=== Input ===
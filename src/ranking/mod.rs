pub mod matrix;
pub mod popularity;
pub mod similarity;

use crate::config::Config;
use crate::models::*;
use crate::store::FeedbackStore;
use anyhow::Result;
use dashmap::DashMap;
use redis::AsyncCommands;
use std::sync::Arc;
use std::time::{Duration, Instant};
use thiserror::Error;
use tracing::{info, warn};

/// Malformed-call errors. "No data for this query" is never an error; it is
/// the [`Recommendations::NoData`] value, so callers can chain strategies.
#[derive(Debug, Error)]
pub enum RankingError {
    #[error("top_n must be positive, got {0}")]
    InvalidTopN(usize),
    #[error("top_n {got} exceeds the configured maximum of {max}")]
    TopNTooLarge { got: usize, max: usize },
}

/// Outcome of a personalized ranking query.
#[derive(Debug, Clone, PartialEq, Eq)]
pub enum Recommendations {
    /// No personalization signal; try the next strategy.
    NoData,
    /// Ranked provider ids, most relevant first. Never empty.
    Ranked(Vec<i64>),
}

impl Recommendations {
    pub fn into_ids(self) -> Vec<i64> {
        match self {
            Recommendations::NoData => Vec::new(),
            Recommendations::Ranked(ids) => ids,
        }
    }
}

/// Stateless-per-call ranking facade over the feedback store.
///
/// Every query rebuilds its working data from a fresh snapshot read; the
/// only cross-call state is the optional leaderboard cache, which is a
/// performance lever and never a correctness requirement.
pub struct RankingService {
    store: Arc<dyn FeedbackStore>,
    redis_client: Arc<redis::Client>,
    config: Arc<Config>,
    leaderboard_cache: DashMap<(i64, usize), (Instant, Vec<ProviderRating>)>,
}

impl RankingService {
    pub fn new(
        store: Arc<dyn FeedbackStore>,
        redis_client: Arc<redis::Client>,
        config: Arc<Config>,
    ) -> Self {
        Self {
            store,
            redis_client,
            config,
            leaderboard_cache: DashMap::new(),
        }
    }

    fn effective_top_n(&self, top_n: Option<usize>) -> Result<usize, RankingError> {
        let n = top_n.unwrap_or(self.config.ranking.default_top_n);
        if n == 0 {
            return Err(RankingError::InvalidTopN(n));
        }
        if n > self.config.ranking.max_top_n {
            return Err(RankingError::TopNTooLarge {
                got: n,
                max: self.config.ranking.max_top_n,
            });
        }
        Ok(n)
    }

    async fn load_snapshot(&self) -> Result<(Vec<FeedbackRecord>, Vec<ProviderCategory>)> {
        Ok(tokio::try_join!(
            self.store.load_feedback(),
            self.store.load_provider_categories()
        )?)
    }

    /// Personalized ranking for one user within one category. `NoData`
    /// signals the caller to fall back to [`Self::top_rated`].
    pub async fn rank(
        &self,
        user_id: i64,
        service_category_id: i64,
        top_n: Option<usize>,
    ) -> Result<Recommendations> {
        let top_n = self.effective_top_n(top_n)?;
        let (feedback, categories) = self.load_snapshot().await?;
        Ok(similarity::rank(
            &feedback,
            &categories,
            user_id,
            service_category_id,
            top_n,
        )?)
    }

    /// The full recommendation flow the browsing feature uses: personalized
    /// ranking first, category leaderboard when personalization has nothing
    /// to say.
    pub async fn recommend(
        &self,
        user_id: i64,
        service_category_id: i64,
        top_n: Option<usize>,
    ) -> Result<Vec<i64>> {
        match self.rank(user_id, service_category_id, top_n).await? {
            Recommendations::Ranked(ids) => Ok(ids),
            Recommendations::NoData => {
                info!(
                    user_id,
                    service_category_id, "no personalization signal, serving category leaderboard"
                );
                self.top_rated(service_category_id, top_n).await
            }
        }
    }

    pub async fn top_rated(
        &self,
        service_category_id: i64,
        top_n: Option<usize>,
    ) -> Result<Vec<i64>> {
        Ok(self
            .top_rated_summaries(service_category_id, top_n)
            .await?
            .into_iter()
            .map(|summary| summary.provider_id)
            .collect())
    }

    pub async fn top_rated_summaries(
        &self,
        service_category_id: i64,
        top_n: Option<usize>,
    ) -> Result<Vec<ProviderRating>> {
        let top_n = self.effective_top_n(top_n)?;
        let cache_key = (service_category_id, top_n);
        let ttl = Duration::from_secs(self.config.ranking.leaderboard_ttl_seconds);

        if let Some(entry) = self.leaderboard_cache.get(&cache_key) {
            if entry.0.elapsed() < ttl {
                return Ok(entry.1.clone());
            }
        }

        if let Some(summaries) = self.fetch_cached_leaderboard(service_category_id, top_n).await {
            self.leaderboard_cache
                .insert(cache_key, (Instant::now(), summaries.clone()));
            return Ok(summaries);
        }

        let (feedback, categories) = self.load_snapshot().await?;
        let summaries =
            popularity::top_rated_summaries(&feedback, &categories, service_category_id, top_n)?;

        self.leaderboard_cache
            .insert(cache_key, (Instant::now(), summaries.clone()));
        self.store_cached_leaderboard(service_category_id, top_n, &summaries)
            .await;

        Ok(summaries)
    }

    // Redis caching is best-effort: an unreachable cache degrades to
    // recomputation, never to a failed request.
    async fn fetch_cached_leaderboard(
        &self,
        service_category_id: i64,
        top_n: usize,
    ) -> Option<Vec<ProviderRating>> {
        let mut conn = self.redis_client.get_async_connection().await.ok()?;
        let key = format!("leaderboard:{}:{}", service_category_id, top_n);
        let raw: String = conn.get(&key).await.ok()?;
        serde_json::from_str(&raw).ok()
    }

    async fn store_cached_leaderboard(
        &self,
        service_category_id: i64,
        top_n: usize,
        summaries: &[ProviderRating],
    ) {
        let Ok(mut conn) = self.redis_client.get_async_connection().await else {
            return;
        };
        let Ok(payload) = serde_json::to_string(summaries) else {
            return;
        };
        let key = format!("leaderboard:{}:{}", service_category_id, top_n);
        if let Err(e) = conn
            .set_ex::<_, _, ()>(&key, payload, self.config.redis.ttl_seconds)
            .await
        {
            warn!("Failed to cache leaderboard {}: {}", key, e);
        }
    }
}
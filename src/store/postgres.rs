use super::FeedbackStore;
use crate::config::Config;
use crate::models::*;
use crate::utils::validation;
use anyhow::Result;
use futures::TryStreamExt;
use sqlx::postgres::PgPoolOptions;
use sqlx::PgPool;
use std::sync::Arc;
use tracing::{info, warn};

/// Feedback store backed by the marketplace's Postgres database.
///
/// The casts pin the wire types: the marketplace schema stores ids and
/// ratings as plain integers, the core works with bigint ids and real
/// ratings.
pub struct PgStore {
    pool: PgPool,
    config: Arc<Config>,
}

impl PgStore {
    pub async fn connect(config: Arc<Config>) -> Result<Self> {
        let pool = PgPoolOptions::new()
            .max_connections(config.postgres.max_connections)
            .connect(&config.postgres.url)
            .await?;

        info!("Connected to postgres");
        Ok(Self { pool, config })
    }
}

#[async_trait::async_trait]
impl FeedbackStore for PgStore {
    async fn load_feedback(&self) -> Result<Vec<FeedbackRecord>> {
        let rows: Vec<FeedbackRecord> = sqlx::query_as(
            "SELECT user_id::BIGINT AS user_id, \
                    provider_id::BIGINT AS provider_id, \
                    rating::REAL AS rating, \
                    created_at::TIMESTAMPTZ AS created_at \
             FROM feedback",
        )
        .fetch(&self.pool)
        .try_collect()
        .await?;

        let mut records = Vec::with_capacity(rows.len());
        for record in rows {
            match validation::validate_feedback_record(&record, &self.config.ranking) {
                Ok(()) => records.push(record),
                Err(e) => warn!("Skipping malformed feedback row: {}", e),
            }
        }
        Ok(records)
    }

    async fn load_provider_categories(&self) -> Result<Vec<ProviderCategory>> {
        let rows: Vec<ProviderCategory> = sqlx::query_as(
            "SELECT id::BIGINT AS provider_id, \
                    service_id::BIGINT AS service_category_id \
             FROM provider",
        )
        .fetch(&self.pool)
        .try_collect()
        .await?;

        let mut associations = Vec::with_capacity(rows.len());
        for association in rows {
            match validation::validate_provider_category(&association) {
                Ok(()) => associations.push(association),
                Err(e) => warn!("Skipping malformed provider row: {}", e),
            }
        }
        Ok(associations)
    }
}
===
=== Input ===
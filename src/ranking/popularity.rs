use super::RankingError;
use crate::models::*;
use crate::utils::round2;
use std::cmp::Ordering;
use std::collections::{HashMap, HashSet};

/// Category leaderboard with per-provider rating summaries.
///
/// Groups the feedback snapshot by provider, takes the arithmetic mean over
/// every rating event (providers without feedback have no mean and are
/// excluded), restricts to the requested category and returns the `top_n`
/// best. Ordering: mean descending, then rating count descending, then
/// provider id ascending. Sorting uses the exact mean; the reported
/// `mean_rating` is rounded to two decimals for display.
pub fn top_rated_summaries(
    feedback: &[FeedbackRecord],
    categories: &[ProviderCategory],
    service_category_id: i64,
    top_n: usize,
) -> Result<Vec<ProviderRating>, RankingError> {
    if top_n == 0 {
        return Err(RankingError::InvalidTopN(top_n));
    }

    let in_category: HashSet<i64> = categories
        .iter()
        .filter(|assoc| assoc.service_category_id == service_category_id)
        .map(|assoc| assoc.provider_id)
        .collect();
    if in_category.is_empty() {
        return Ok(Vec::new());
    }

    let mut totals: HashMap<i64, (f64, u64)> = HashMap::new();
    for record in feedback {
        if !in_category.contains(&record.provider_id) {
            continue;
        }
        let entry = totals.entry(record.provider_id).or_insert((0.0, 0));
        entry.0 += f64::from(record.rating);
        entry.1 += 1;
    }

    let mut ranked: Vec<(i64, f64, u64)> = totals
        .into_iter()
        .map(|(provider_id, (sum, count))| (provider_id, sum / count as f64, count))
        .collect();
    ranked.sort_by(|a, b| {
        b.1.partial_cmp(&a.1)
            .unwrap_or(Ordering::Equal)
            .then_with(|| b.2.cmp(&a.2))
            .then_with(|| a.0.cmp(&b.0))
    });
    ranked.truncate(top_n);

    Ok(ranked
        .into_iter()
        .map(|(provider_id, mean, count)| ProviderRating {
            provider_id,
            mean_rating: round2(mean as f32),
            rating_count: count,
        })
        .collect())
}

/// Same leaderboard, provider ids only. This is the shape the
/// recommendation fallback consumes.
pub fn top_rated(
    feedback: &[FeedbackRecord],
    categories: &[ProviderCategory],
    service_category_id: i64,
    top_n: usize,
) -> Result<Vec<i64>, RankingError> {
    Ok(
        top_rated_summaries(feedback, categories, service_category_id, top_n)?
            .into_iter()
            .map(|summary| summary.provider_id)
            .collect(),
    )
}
===
**Task description**:
In the records above, each line with the string "Skipping" should be copied.

**The completed task**:
                Err(e) => warn!("Skipping malformed feedback row: {}", e),
                Err(e) => warn!("Skipping malformed provider row: {}", e),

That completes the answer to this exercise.